Vegan berry muffins

Each and every summer, I can be commonly found at the local park amongst the brambles. Doing nothing suspect, mind you – only furtively scanning the bushes for the plumpest of blackberries, and collecting them in a big plastic box. I’ll return home with said box full to the brim, with red-stained hands and stinging legs, but pleased with my hoard of what is essentially free food. Instead of plucking my berries from supermarket branches, I prefer to invest my own labour in gathering all-you-can-eat, organic, 100% free ones, and stashing them squirrel-like in the freezer to use all year round. As people buy packs of imported or frozen berries at large expense, I’m laughing, enjoying nature’s bounty.
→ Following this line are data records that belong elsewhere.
/*
 * Copyright (c) 2025 Craig Hamilton and Contributors.
 * Licensed under either of
 *  - Apache License, Version 2.0 <http://www.apache.org/licenses/LICENSE-2.0> OR
 *  - MIT license <http://opensource.org/licenses/MIT>
 *  at your option.
 */
use crate::entity::Entity;
use crate::v1::Status;
use crate::v1::parsers::{from_empty_str_to_none, from_int64_string, from_video_status};
use chrono::{DateTime, Utc};
use serde::{Deserialize, Serialize};
use strum_macros::{EnumString, IntoStaticStr};

/// A photo or video in the user's library.
#[derive(Deserialize, Debug, Clone)]
#[serde(rename_all = "camelCase")]
pub struct MediaItem {
    pub id: String,

    #[serde(default, deserialize_with = "from_empty_str_to_none")]
    pub description: Option<String>,

    #[serde(default)]
    pub product_url: Option<String>,

    /// Needs size parameters appended (`=w2048-h1024`) before use
    #[serde(default)]
    pub base_url: Option<String>,

    #[serde(default)]
    pub mime_type: Option<String>,

    #[serde(default)]
    pub media_metadata: Option<MediaMetadata>,

    #[serde(default)]
    pub contributor_info: Option<ContributorInfo>,

    #[serde(default)]
    pub filename: Option<String>,
}

impl Entity for MediaItem {
    fn id(&self) -> &str {
        &self.id
    }
}

impl PartialEq for MediaItem {
    fn eq(&self, other: &Self) -> bool {
        self.id == other.id
    }
}

impl Eq for MediaItem {}

impl std::hash::Hash for MediaItem {
    fn hash<H: std::hash::Hasher>(&self, state: &mut H) {
        self.id.hash(state);
    }
}

#[derive(Deserialize, Debug, Clone, Default)]
#[serde(rename_all = "camelCase")]
pub struct MediaMetadata {
    /// When the item was taken, not when it was uploaded
    #[serde(default)]
    pub creation_time: Option<DateTime<Utc>>,

    #[serde(default, deserialize_with = "from_int64_string")]
    pub width: Option<u64>,

    #[serde(default, deserialize_with = "from_int64_string")]
    pub height: Option<u64>,

    #[serde(default)]
    pub photo: Option<PhotoMetadata>,

    #[serde(default)]
    pub video: Option<VideoMetadata>,
}

#[derive(Deserialize, Debug, Clone, Default, PartialEq)]
#[serde(rename_all = "camelCase")]
pub struct PhotoMetadata {
    #[serde(default)]
    pub camera_make: Option<String>,
    #[serde(default)]
    pub camera_model: Option<String>,
    #[serde(default)]
    pub focal_length: Option<f64>,
    #[serde(default)]
    pub aperture_f_number: Option<f64>,
    #[serde(default)]
    pub iso_equivalent: Option<i32>,
    /// Seconds with a trailing `s`, e.g. `0.008s`
    #[serde(default)]
    pub exposure_time: Option<String>,
}

#[derive(Deserialize, Debug, Clone, Default, PartialEq)]
#[serde(rename_all = "camelCase")]
pub struct VideoMetadata {
    #[serde(default)]
    pub camera_make: Option<String>,
    #[serde(default)]
    pub camera_model: Option<String>,
    #[serde(default)]
    pub fps: Option<f64>,
    #[serde(default, deserialize_with = "from_video_status")]
    pub status: VideoProcessingStatus,
}

#[derive(Debug, Clone, Copy, PartialEq, Eq, Default, EnumString, IntoStaticStr)]
#[strum(serialize_all = "SCREAMING_SNAKE_CASE")]
pub enum VideoProcessingStatus {
    #[default]
    Unspecified,
    Processing,
    Ready,
    Failed,
}

/// Only present for items in shared albums created by this application
#[derive(Deserialize, Debug, Clone, PartialEq)]
#[serde(rename_all = "camelCase")]
pub struct ContributorInfo {
    #[serde(default)]
    pub profile_picture_base_url: Option<String>,
    #[serde(default)]
    pub display_name: Option<String>,
}

/// Media item to create from previously uploaded bytes
#[derive(Serialize, Debug, Clone, PartialEq)]
#[serde(rename_all = "camelCase")]
pub struct NewMediaItem {
    #[serde(skip_serializing_if = "Option::is_none")]
    pub description: Option<String>,
    pub simple_media_item: SimpleMediaItem,
}

impl NewMediaItem {
    pub fn from_upload(upload_token: &str, description: Option<&str>) -> Self {
        Self {
            description: description.map(str::to_string),
            simple_media_item: SimpleMediaItem {
                upload_token: upload_token.to_string(),
                file_name: None,
            },
        }
    }
}

#[derive(Serialize, Debug, Clone, PartialEq)]
#[serde(rename_all = "camelCase")]
pub struct SimpleMediaItem {
    pub upload_token: String,
    #[serde(skip_serializing_if = "Option::is_none")]
    pub file_name: Option<String>,
}

#[derive(Serialize, Debug, Clone, Default, PartialEq)]
#[serde(rename_all = "camelCase")]
pub struct BatchCreateRequest {
    #[serde(skip_serializing_if = "Option::is_none")]
    pub album_id: Option<String>,
    pub new_media_items: Vec<NewMediaItem>,
    /// Requires `album_id`
    #[serde(skip_serializing_if = "Option::is_none")]
    pub album_position: Option<AlbumPosition>,
}

#[derive(Serialize, Debug, Clone, PartialEq)]
#[serde(rename_all = "camelCase")]
pub struct AlbumPosition {
    pub position: PositionType,
    #[serde(skip_serializing_if = "Option::is_none")]
    pub relative_media_item_id: Option<String>,
    #[serde(skip_serializing_if = "Option::is_none")]
    pub relative_enrichment_item_id: Option<String>,
}

#[derive(Serialize, Debug, Clone, Copy, PartialEq, Eq)]
#[serde(rename_all = "SCREAMING_SNAKE_CASE")]
pub enum PositionType {
    PositionTypeUnspecified,
    FirstInAlbum,
    LastInAlbum,
    AfterMediaItem,
    AfterEnrichmentItem,
}

/// Outcome of creating one item of a batch.
///
/// Either `media_item` or a non-zero `status` is populated.
#[derive(Deserialize, Debug, Clone)]
#[serde(rename_all = "camelCase")]
pub struct NewMediaItemResult {
    #[serde(default)]
    pub upload_token: Option<String>,
    #[serde(default)]
    pub status: Option<Status>,
    #[serde(default)]
    pub media_item: Option<MediaItem>,
}

#[derive(Deserialize, Debug, Clone, Default)]
#[serde(rename_all = "camelCase")]
pub struct BatchCreateResponse {
    #[serde(default)]
    pub new_media_item_results: Vec<NewMediaItemResult>,
}
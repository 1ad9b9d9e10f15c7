/*
 * Copyright (c) 2025 Craig Hamilton and Contributors.
 * Licensed under either of
 *  - Apache License, Version 2.0 <http://www.apache.org/licenses/LICENSE-2.0> OR
 *  - MIT license <http://opensource.org/licenses/MIT>
 *  at your option.
 */
use async_stream::try_stream;
use bytes::Bytes;
use futures::Stream;
use std::io;
use std::sync::Arc;
use std::sync::atomic::{AtomicU64, Ordering};
use tokio::io::{AsyncRead, AsyncReadExt};
use tokio_util::sync::CancellationToken;

// Size of each read from the caller's source
pub(crate) const UPLOAD_CHUNK_SIZE: usize = 256 * 1024;

/// Reported to progress callbacks while an upload body is being sent.
#[derive(Debug, Clone, Copy, PartialEq, Eq)]
pub struct UploadProgress {
    /// Bytes handed to the transport so far
    pub bytes_sent: u64,
    /// Declared length of the upload when known
    pub total_bytes: Option<u64>,
}

pub(crate) type ProgressFn = Arc<dyn Fn(UploadProgress) + Send + Sync>;

/// Streams `reader` in chunks, reporting cumulative progress after each chunk is taken by the
/// transport. The cancellation token is checked before every read; once cancelled the stream
/// ends with an `Interrupted` error, which aborts the request.
pub(crate) fn progress_stream<R>(
    reader: R,
    total_bytes: Option<u64>,
    progress: ProgressFn,
    cancel: CancellationToken,
    sent: Arc<AtomicU64>,
) -> impl Stream<Item = Result<Bytes, io::Error>> + Send + 'static
where
    R: AsyncRead + Send + Unpin + 'static,
{
    try_stream! {
        let mut reader = reader;
        let mut buf = vec![0u8; UPLOAD_CHUNK_SIZE];
        loop {
            if cancel.is_cancelled() {
                Err::<(), io::Error>(io::Error::new(io::ErrorKind::Interrupted, "upload cancelled"))?;
            }
            let read = reader.read(&mut buf).await?;
            if read == 0 {
                break;
            }
            yield Bytes::copy_from_slice(&buf[..read]);

            let bytes_sent = sent.fetch_add(read as u64, Ordering::SeqCst) + read as u64;
            progress(UploadProgress {
                bytes_sent,
                total_bytes,
            });
        }
    }
}
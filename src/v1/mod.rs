/*
 * Copyright (c) 2025 Craig Hamilton and Contributors.
 * Licensed under either of
 *  - Apache License, Version 2.0 <http://www.apache.org/licenses/LICENSE-2.0> OR
 *  - MIT license <http://opensource.org/licenses/MIT>
 *  at your option.
 */

//! Photos Library REST API (JSON).

pub mod album;
pub mod client;
pub mod filters;
pub mod media_item;
pub mod page;
mod parsers;
pub mod search;
pub mod status;
pub mod upload;

pub use album::*;
pub use client::*;
pub use filters::*;
pub use media_item::*;
pub use page::*;
pub use search::*;
pub use status::*;
pub use upload::*;
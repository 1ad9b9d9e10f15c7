/*
 * Copyright (c) 2025 Craig Hamilton and Contributors.
 * Licensed under either of
 *  - Apache License, Version 2.0 <http://www.apache.org/licenses/LICENSE-2.0> OR
 *  - MIT license <http://opensource.org/licenses/MIT>
 *  at your option.
 */
use crate::entity::Entity;
use crate::errors::PhotosError;
use crate::gdata::feed::FeedEntry;
use crate::gdata::namespaces::{QualifiedName, atom, gd, photos};
use crate::gdata::xml::XmlElement;
use chrono::{DateTime, Utc};

/// Comment on a photo
#[derive(Debug, Clone, PartialEq)]
pub struct Comment {
    pub id: String,
    pub photo_id: Option<String>,
    pub content: Option<String>,
    /// `type` attribute of `<content>`, usually `text`
    pub content_type: Option<String>,
    pub author: Option<CommentAuthor>,
    pub published: Option<DateTime<Utc>>,
    pub etag: Option<String>,
}

impl FeedEntry for Comment {
    fn parse(entry: &XmlElement) -> Result<Self, PhotosError> {
        let content = entry.element(atom("content"));
        Ok(Comment {
            id: entry.required_value(photos("id"))?,
            photo_id: entry.child_value(photos("photoid")),
            content: content.map(XmlElement::value),
            content_type: content
                .and_then(|c| c.attribute(QualifiedName::unqualified("type")))
                .map(str::to_string),
            author: entry
                .element(atom("author"))
                .map(CommentAuthor::parse)
                .transpose()?,
            published: entry.child_date(atom("published"))?,
            etag: entry.attribute(gd("etag")).map(str::to_string),
        })
    }
}

impl Entity for Comment {
    fn id(&self) -> &str {
        &self.id
    }

    fn etag(&self) -> Option<&str> {
        self.etag.as_deref()
    }
}

#[derive(Debug, Clone, PartialEq)]
pub struct CommentAuthor {
    pub user: String,
    pub name: Option<String>,
    pub nickname: Option<String>,
    pub thumbnail: Option<String>,
}

impl CommentAuthor {
    pub(crate) fn parse(author: &XmlElement) -> Result<Self, PhotosError> {
        Ok(Self {
            user: author.required_value(photos("user"))?,
            name: author.child_value(atom("name")),
            nickname: author.child_value(photos("nickname")),
            thumbnail: author.child_value(photos("thumbnail")),
        })
    }
}

impl Entity for CommentAuthor {
    fn id(&self) -> &str {
        &self.user
    }
}

#[cfg(test)]
mod tests {
    use super::*;
    use crate::gdata::xml::XmlDocument;

    const COMMENT: &str = r#"<entry xmlns='http://www.w3.org/2005/Atom'
        xmlns:gphoto='http://schemas.google.com/photos/2007'>
      <published>2009-03-01T12:00:00.000Z</published>
      <content type='text'>Great shot!</content>
      <author>
        <name>Ann</name>
        <gphoto:user>ann.smith</gphoto:user>
        <gphoto:nickname>Ann</gphoto:nickname>
        <gphoto:thumbnail>https://lh3.example.com/ann.jpg</gphoto:thumbnail>
      </author>
      <gphoto:id>901</gphoto:id>
      <gphoto:photoid>77</gphoto:photoid>
    </entry>"#;

    #[test]
    fn test_comment_parsing() {
        let doc = XmlDocument::parse(COMMENT).unwrap();
        let comment = Comment::parse(doc.root()).unwrap();
        assert_eq!(comment.id, "901");
        assert_eq!(comment.photo_id.as_deref(), Some("77"));
        assert_eq!(comment.content.as_deref(), Some("Great shot!"));
        assert_eq!(comment.content_type.as_deref(), Some("text"));
        let author = comment.author.unwrap();
        assert_eq!(author.id(), "ann.smith");
        assert_eq!(author.nickname.as_deref(), Some("Ann"));
        assert_eq!(author.etag(), None);
    }

    #[test]
    fn test_author_without_user_is_error() {
        let doc =
            XmlDocument::parse(&COMMENT.replace("<gphoto:user>ann.smith</gphoto:user>", ""))
                .unwrap();
        let err = Comment::parse(doc.root()).unwrap_err();
        assert!(matches!(err, PhotosError::MissingElement("user")));
    }
}
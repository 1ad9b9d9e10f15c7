/*
 * Copyright (c) 2025 Craig Hamilton and Contributors.
 * Licensed under either of
 *  - Apache License, Version 2.0 <http://www.apache.org/licenses/LICENSE-2.0> OR
 *  - MIT license <http://opensource.org/licenses/MIT>
 *  at your option.
 */

// Walks a feed one page at a time using start-index arithmetic. Stops on an empty page or
// once totalResults has been reached.
macro_rules! stream_feed_entries {
    ( $c:expr, $url:expr, $query:expr, $et:ty ) => {{
        let client = $c.clone();
        let url: url::Url = $url;
        let mut query: FeedQuery = $query;

        try_stream! {
            let mut start_index = query.start_index.filter(|v| *v > 0).unwrap_or(1);
            loop {
                query.start_index = Some(start_index);
                let feed = client.feed::<$et>(&url, &query).await?;
                let received = feed.items.len();
                debug!(
                    "feed page at {} returned {} of {} entries",
                    start_index, received, feed.total_results
                );
                let page_start = if feed.start_index > 0 {
                    feed.start_index
                } else {
                    i64::from(start_index)
                };
                let total_results = feed.total_results;
                for item in feed.items {
                    yield item
                }

                if received == 0 {
                    break;
                }
                let next = page_start + received as i64;
                if total_results >= 0 && next > total_results {
                    break;
                }
                start_index = u32::try_from(next).map_err(|_| PhotosError::InvalidNumber {
                    field: "startIndex",
                    value: next.to_string(),
                })?;
            }
        }
    }};
}

pub(crate) use stream_feed_entries;
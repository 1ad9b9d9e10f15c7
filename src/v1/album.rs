/*
 * Copyright (c) 2025 Craig Hamilton and Contributors.
 * Licensed under either of
 *  - Apache License, Version 2.0 <http://www.apache.org/licenses/LICENSE-2.0> OR
 *  - MIT license <http://opensource.org/licenses/MIT>
 *  at your option.
 */
use crate::entity::Entity;
use crate::v1::parsers::{from_empty_str_to_none, from_int64_string};
use serde::{Deserialize, Serialize};

/// Holds information returned from the Library API albums endpoints.
#[derive(Deserialize, Debug, Clone)]
#[serde(rename_all = "camelCase")]
pub struct Album {
    pub id: String,

    #[serde(default, deserialize_with = "from_empty_str_to_none")]
    pub title: Option<String>,

    #[serde(default)]
    pub product_url: Option<String>,

    #[serde(default)]
    pub is_writeable: Option<bool>,

    #[serde(default, deserialize_with = "from_int64_string")]
    pub media_items_count: Option<u64>,

    #[serde(default)]
    pub cover_photo_base_url: Option<String>,

    #[serde(default)]
    pub cover_photo_media_item_id: Option<String>,
}

impl Entity for Album {
    fn id(&self) -> &str {
        &self.id
    }
}

impl PartialEq for Album {
    fn eq(&self, other: &Self) -> bool {
        self.id == other.id
    }
}

impl Eq for Album {}

impl std::hash::Hash for Album {
    fn hash<H: std::hash::Hasher>(&self, state: &mut H) {
        self.id.hash(state);
    }
}

impl std::fmt::Display for Album {
    fn fmt(&self, f: &mut std::fmt::Formatter) -> std::fmt::Result {
        write!(
            f,
            "title: {}, id: {}",
            self.title.as_deref().unwrap_or_default(),
            self.id
        )
    }
}

// Body of an album creation request
#[derive(Serialize, Debug)]
pub(crate) struct CreateAlbumRequest<'a> {
    pub album: NewAlbum<'a>,
}

#[derive(Serialize, Debug)]
pub(crate) struct NewAlbum<'a> {
    pub title: &'a str,
}
/*
 * Copyright (c) 2025 Craig Hamilton and Contributors.
 * Licensed under either of
 *  - Apache License, Version 2.0 <http://www.apache.org/licenses/LICENSE-2.0> OR
 *  - MIT license <http://opensource.org/licenses/MIT>
 *  at your option.
 */

//! Resumable upload protocol of the Library API.
//!
//! An upload is negotiated first, which yields a session URL. The bytes are then sent to that
//! URL and the session is finalized in the same request. The body of the final response is the
//! upload token used to create a media item.

use crate::api::{ApiClient, ApiRequest, ErrorFormat, HttpMethod, PHOTOS_API_ORIGIN};
use crate::errors::PhotosError;
use crate::progress::{UploadProgress, progress_stream};
use log::{debug, warn};
use std::sync::Arc;
use std::sync::atomic::{AtomicU64, Ordering};
use tokio::io::AsyncRead;
use tokio_util::sync::CancellationToken;
use url::Url;

pub const UPLOAD_COMMAND: &str = "X-Goog-Upload-Command";
pub const UPLOAD_CONTENT_TYPE: &str = "X-Goog-Upload-Content-Type";
pub const UPLOAD_FILE_NAME: &str = "X-Goog-Upload-File-Name";
pub const UPLOAD_PROTOCOL: &str = "X-Goog-Upload-Protocol";
pub const UPLOAD_RAW_SIZE: &str = "X-Goog-Upload-Raw-Size";
pub const UPLOAD_URL: &str = "X-Goog-Upload-URL";
pub const UPLOAD_CHUNK_GRANULARITY: &str = "X-Goog-Upload-Chunk-Granularity";
pub const UPLOAD_OFFSET: &str = "X-Goog-Upload-Offset";

#[derive(Debug, Clone, Copy, PartialEq, Eq)]
pub enum UploadState {
    Idle,
    Negotiated,
    Uploading,
    Finalized,
    Failed,
}

/// What is about to be uploaded
#[derive(Debug, Clone, PartialEq, Eq)]
pub struct UploadRequest {
    pub file_name: String,
    pub mime_type: String,
    /// Total size in bytes, when known up front
    pub length: Option<u64>,
}

impl UploadRequest {
    pub fn new(file_name: &str, mime_type: &str, length: Option<u64>) -> Self {
        Self {
            file_name: file_name.to_string(),
            mime_type: mime_type.to_string(),
            length,
        }
    }
}

/// Opaque token identifying uploaded bytes, valid for one day
#[derive(Debug, Clone, PartialEq, Eq, Hash)]
pub struct UploadToken(String);

impl UploadToken {
    pub fn as_str(&self) -> &str {
        &self.0
    }

    pub fn into_string(self) -> String {
        self.0
    }
}

impl std::fmt::Display for UploadToken {
    fn fmt(&self, f: &mut std::fmt::Formatter) -> std::fmt::Result {
        f.write_str(&self.0)
    }
}

/// One upload, driven from `Idle` to `Finalized` or `Failed`.
///
/// Nothing is retried. A failed session cannot be resumed; start a new one.
#[derive(Debug)]
pub struct UploadSession {
    request: UploadRequest,
    state: UploadState,
    upload_url: Option<Url>,
    chunk_granularity: u64,
    bytes_sent: u64,
}

impl UploadSession {
    pub fn new(request: UploadRequest) -> Self {
        Self {
            request,
            state: UploadState::Idle,
            upload_url: None,
            chunk_granularity: 0,
            bytes_sent: 0,
        }
    }

    pub fn state(&self) -> UploadState {
        self.state
    }

    pub fn request(&self) -> &UploadRequest {
        &self.request
    }

    /// Session URL handed out by the service
    pub fn upload_url(&self) -> Option<&Url> {
        self.upload_url.as_ref()
    }

    /// Chunk size the service asked for, 0 when it did not say
    pub fn chunk_granularity(&self) -> u64 {
        self.chunk_granularity
    }

    pub fn bytes_sent(&self) -> u64 {
        self.bytes_sent
    }

    fn expect_state(&self, expected: UploadState) -> Result<(), PhotosError> {
        if self.state == expected {
            Ok(())
        } else {
            Err(PhotosError::UploadState {
                expected,
                actual: self.state,
            })
        }
    }

    fn fail(&mut self, error: PhotosError) -> PhotosError {
        warn!("upload of {} failed: {}", self.request.file_name, error);
        self.state = UploadState::Failed;
        error
    }

    /// Starts the session. Service errors carry the response body as returned.
    pub async fn negotiate(&mut self, api: &ApiClient) -> Result<(), PhotosError> {
        self.expect_state(UploadState::Idle)?;

        let mut req = ApiRequest::new(
            HttpMethod::Post,
            Url::parse(PHOTOS_API_ORIGIN)?.join("/v1/uploads")?,
        )
        .header(UPLOAD_COMMAND, "start")
        .header(UPLOAD_CONTENT_TYPE, self.request.mime_type.as_str())
        .header(
            UPLOAD_FILE_NAME,
            urlencoding::encode(&self.request.file_name).into_owned(),
        )
        .header(UPLOAD_PROTOCOL, "resumable");
        if let Some(length) = self.request.length {
            req = req.header(UPLOAD_RAW_SIZE, length.to_string());
        }

        let resp = match api.execute(req, ErrorFormat::RawText).await {
            Ok(resp) => resp,
            Err(e) => return Err(self.fail(e)),
        };
        let upload_url = match resp.header(UPLOAD_URL) {
            Some(url) => Url::parse(url).map_err(PhotosError::from),
            None => Err(PhotosError::MissingHeader(UPLOAD_URL)),
        };
        let upload_url = match upload_url {
            Ok(url) => url,
            Err(e) => return Err(self.fail(e)),
        };
        let chunk_granularity = match resp.header(UPLOAD_CHUNK_GRANULARITY) {
            Some(v) => match v.trim().parse::<u64>() {
                Ok(v) => v,
                Err(_) => {
                    return Err(self.fail(PhotosError::InvalidNumber {
                        field: UPLOAD_CHUNK_GRANULARITY,
                        value: v.to_string(),
                    }));
                }
            },
            None => 0,
        };

        debug!(
            "upload of {} negotiated, granularity {}",
            self.request.file_name, chunk_granularity
        );
        self.upload_url = Some(upload_url);
        self.chunk_granularity = chunk_granularity;
        self.state = UploadState::Negotiated;
        Ok(())
    }

    /// Sends every byte of `reader` and finalizes the session.
    ///
    /// The body is sent as one request starting at offset 0. `progress` is called with the
    /// cumulative byte count after each chunk is handed to the transport. The token is checked
    /// before every read; cancelling fails the session with [`PhotosError::Cancelled`].
    pub async fn upload<R, F>(
        &mut self,
        api: &ApiClient,
        reader: R,
        progress: F,
        cancel: &CancellationToken,
    ) -> Result<UploadToken, PhotosError>
    where
        R: AsyncRead + Send + Unpin + 'static,
        F: Fn(UploadProgress) + Send + Sync + 'static,
    {
        self.expect_state(UploadState::Negotiated)?;
        let upload_url = match self.upload_url.clone() {
            Some(url) => url,
            None => return Err(self.fail(PhotosError::MissingHeader(UPLOAD_URL))),
        };
        if cancel.is_cancelled() {
            return Err(self.fail(PhotosError::Cancelled));
        }
        self.state = UploadState::Uploading;

        let sent = Arc::new(AtomicU64::new(0));
        let body = progress_stream(
            reader,
            self.request.length,
            Arc::new(progress),
            cancel.clone(),
            sent.clone(),
        );
        let req = ApiRequest::new(HttpMethod::Post, upload_url)
            .header(UPLOAD_COMMAND, "upload, finalize")
            .header(UPLOAD_OFFSET, "0")
            .stream("application/octet-stream", Box::pin(body), self.request.length);

        let result = api.execute(req, ErrorFormat::RawText).await;
        self.bytes_sent = sent.load(Ordering::SeqCst);
        if cancel.is_cancelled() {
            return Err(self.fail(PhotosError::Cancelled));
        }
        let resp = match result {
            Ok(resp) => resp,
            Err(e) => return Err(self.fail(e)),
        };

        let token = resp.text().trim().to_string();
        if token.is_empty() {
            return Err(self.fail(PhotosError::ResponseMissing()));
        }
        debug!(
            "upload of {} finalized after {} bytes",
            self.request.file_name, self.bytes_sent
        );
        self.state = UploadState::Finalized;
        Ok(UploadToken(token))
    }
}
Alas, it’s almost as perfect as it sounds. I’m a sucker for a frozen blueberry, and can eat them like sweets. At least with blackberries, my gathering instincts save me some of the money I throw at their blue cousins – and there’s something intrinsically rewarding about eating the produce of your own hands. (Ok, that’s not quite true either. I don’t know who planted them. I’m joking.)

I can’t post the recipe, for copyright reasons, but here’s the link. It’s for for blueberry muffins, but to use up my glut of blackberries, I’ve swapped them out for the latter, as well as dairy-free spread in place of oil. They’re still gorgeous, light and fluffy with a citrus twang. Give them a go!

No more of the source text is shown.